• **Activity**: Extract every line from the records below that contains the word "quiet".

• **Available data**:
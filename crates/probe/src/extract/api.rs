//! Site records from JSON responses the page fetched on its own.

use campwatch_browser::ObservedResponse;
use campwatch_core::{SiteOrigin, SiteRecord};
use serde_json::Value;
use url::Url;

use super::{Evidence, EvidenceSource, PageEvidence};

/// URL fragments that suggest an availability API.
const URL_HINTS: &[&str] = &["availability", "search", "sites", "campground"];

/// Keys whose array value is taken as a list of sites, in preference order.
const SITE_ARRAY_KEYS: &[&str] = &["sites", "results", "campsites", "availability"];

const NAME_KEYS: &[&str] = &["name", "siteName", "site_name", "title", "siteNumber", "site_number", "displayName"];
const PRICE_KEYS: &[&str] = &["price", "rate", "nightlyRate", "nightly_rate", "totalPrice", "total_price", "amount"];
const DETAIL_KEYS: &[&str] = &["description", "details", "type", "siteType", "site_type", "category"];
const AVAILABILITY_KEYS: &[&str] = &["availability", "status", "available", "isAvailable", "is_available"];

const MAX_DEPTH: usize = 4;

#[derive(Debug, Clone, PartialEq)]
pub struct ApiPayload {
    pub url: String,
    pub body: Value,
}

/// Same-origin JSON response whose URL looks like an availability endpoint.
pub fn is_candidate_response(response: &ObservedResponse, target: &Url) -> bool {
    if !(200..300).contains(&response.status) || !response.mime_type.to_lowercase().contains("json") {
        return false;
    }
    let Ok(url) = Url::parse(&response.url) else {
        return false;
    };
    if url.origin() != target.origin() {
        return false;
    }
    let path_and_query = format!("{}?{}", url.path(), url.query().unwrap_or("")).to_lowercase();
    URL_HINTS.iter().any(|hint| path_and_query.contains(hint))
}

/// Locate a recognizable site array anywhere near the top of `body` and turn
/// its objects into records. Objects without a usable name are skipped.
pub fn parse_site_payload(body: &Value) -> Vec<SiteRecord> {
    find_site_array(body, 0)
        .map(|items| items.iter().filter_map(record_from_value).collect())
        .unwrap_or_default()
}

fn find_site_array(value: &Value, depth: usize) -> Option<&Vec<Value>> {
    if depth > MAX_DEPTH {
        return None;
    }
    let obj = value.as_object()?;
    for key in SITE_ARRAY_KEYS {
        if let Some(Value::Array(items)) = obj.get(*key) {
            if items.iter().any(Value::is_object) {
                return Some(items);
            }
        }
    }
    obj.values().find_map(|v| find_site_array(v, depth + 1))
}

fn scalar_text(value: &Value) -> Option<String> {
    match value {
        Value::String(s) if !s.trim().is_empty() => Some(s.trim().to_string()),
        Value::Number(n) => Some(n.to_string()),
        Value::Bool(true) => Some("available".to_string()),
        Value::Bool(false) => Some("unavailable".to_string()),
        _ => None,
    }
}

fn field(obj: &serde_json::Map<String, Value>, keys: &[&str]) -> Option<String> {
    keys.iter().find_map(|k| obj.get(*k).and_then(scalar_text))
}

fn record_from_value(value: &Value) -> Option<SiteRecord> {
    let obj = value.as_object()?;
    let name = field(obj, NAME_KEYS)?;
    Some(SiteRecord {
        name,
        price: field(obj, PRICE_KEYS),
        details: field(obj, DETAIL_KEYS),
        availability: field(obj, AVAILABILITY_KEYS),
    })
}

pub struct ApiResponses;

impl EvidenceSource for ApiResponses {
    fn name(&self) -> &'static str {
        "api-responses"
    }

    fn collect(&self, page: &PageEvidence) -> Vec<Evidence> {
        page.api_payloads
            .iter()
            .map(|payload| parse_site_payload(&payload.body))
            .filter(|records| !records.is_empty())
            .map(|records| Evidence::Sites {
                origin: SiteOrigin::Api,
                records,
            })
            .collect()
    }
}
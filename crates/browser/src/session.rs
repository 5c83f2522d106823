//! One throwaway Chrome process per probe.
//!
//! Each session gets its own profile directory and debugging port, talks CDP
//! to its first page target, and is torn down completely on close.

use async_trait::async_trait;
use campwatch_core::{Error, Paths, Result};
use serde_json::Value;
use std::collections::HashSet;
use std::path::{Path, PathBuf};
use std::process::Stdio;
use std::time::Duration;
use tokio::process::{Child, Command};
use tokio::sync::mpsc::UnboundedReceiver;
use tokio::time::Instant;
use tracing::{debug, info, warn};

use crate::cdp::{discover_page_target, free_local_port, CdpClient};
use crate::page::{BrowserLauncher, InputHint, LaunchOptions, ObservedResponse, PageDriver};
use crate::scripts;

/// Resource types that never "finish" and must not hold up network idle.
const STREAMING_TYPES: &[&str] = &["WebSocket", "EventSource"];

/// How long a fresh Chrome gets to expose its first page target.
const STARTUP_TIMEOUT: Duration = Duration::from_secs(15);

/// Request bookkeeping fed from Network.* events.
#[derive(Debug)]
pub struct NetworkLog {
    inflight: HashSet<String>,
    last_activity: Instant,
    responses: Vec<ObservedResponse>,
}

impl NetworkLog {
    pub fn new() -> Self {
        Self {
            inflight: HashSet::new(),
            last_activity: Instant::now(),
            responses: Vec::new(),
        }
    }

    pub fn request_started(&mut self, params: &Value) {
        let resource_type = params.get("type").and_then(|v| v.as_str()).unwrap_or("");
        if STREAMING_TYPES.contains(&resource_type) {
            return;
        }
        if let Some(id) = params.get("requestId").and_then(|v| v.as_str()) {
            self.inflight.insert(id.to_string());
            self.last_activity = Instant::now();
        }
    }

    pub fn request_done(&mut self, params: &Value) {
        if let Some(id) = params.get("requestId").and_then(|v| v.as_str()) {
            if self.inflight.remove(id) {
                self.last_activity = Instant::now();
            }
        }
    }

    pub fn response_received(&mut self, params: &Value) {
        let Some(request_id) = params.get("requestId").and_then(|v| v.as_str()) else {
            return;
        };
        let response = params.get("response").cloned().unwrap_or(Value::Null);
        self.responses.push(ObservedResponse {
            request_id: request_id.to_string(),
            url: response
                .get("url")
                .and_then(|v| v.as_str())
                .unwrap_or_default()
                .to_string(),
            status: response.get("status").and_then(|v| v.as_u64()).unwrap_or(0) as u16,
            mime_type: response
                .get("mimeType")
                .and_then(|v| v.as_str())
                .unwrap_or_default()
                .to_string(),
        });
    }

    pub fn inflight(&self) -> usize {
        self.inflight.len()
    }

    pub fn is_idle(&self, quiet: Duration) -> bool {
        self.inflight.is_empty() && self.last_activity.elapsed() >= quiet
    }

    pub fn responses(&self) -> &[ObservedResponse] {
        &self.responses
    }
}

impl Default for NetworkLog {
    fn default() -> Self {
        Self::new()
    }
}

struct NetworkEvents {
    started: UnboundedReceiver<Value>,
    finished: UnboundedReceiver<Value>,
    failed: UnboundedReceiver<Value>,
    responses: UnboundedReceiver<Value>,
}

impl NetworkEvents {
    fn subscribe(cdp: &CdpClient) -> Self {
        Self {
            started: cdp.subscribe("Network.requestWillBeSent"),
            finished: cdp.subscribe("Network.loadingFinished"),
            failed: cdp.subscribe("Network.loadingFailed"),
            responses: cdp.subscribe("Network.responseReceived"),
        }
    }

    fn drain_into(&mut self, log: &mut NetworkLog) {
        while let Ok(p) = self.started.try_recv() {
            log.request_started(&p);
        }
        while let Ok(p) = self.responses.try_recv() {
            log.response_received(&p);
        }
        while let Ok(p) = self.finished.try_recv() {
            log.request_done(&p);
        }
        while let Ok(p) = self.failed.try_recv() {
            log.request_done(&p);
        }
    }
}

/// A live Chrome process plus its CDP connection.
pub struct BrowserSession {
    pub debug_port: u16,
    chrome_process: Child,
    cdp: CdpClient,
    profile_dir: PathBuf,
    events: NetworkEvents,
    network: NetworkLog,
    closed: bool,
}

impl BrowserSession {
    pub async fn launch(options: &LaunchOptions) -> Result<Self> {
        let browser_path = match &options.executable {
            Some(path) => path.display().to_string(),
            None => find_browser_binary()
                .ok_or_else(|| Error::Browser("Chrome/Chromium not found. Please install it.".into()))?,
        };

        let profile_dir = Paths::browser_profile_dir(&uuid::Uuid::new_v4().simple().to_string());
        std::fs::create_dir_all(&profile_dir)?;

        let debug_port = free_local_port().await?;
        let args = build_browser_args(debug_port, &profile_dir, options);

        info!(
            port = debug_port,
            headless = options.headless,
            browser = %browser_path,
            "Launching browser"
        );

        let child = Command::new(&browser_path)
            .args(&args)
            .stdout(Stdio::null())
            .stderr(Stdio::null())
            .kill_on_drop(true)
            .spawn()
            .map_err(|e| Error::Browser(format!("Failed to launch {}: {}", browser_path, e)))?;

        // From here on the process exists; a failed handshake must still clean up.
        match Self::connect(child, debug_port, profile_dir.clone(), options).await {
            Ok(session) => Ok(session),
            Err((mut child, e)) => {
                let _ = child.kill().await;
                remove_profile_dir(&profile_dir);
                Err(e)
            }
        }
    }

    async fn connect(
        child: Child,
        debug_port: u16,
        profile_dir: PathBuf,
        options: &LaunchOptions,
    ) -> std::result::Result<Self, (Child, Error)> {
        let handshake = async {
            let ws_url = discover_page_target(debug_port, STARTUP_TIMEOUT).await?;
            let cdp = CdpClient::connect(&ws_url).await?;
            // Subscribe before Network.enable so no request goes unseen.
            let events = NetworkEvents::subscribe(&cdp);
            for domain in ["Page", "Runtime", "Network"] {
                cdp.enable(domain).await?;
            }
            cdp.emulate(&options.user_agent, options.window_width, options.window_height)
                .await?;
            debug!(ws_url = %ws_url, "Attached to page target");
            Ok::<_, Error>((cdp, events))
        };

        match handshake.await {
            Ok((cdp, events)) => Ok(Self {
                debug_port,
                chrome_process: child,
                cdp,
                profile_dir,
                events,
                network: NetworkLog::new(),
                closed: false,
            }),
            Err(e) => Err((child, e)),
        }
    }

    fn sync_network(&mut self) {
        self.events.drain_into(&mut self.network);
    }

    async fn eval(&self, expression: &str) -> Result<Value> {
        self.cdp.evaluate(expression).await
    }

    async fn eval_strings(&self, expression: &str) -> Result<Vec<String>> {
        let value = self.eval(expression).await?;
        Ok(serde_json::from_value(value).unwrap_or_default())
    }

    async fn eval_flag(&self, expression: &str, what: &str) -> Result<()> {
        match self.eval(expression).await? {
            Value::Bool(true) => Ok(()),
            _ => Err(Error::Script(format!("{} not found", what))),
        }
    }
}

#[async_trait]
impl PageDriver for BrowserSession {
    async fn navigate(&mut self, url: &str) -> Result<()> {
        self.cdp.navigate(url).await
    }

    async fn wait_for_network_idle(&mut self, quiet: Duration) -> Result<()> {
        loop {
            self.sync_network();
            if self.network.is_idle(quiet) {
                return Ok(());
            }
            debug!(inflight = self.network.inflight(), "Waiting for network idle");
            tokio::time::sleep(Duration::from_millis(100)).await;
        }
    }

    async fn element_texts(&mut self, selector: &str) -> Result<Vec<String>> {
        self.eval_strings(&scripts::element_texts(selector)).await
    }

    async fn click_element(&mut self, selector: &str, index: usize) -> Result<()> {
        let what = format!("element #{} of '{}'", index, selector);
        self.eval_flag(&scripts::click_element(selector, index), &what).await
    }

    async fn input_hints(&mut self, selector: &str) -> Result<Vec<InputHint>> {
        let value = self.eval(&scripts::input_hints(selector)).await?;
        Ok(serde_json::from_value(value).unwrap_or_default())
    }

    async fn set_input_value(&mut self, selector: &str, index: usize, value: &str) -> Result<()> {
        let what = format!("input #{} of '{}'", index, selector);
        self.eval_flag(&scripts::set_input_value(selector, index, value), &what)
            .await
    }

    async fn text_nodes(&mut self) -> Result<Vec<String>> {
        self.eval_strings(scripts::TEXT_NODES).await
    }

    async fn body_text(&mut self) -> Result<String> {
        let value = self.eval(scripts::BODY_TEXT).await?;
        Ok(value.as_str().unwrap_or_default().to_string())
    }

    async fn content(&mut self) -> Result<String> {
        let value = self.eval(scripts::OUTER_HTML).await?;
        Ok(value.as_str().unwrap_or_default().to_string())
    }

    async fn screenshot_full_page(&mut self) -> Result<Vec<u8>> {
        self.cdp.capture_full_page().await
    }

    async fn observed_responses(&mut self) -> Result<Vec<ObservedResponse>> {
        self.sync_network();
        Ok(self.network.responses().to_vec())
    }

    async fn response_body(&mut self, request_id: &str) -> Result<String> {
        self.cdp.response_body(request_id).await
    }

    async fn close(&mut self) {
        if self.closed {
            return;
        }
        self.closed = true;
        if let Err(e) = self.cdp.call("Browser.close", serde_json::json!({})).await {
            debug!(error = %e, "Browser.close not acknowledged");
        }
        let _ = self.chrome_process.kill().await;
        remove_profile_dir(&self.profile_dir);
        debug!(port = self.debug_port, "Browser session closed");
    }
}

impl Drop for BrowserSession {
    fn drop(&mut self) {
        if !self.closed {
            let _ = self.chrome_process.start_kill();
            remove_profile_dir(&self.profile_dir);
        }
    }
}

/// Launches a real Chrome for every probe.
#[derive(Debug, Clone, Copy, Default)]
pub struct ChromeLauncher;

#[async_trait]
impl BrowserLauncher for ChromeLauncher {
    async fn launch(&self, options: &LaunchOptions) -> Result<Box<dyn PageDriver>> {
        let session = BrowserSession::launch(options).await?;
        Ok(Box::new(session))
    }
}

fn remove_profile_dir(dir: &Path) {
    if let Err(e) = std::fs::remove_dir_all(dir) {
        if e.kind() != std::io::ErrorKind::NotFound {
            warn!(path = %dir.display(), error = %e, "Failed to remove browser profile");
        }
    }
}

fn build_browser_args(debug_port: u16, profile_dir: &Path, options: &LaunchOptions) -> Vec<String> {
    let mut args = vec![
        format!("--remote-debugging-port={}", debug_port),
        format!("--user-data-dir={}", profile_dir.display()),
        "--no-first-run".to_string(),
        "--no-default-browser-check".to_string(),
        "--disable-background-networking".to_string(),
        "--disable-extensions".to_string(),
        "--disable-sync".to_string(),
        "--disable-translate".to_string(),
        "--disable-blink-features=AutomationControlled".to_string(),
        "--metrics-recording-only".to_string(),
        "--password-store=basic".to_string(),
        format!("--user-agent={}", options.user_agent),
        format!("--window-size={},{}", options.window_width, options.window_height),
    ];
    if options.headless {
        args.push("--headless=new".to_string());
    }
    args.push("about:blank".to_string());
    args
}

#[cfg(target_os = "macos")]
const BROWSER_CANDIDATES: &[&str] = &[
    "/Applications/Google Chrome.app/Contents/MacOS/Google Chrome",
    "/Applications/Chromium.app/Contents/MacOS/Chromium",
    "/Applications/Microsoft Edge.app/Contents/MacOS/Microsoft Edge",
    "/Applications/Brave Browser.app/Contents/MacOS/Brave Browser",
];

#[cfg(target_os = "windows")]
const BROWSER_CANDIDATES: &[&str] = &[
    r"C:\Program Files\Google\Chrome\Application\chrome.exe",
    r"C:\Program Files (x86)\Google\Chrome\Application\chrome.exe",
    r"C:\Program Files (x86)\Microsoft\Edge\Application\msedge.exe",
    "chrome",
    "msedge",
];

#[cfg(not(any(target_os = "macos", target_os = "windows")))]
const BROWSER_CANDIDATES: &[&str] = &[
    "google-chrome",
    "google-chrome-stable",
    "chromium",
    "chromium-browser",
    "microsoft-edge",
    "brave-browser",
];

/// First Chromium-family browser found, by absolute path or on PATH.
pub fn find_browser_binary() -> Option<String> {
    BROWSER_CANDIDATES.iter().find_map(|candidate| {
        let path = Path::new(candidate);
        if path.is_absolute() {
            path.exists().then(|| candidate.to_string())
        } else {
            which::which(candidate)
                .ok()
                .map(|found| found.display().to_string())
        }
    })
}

• **Answer section**:
    pub fn is_idle(&self, quiet: Duration) -> bool {
        self.inflight.is_empty() && self.last_activity.elapsed() >= quiet
    async fn wait_for_network_idle(&mut self, quiet: Duration) -> Result<()> {
            if self.network.is_idle(quiet) {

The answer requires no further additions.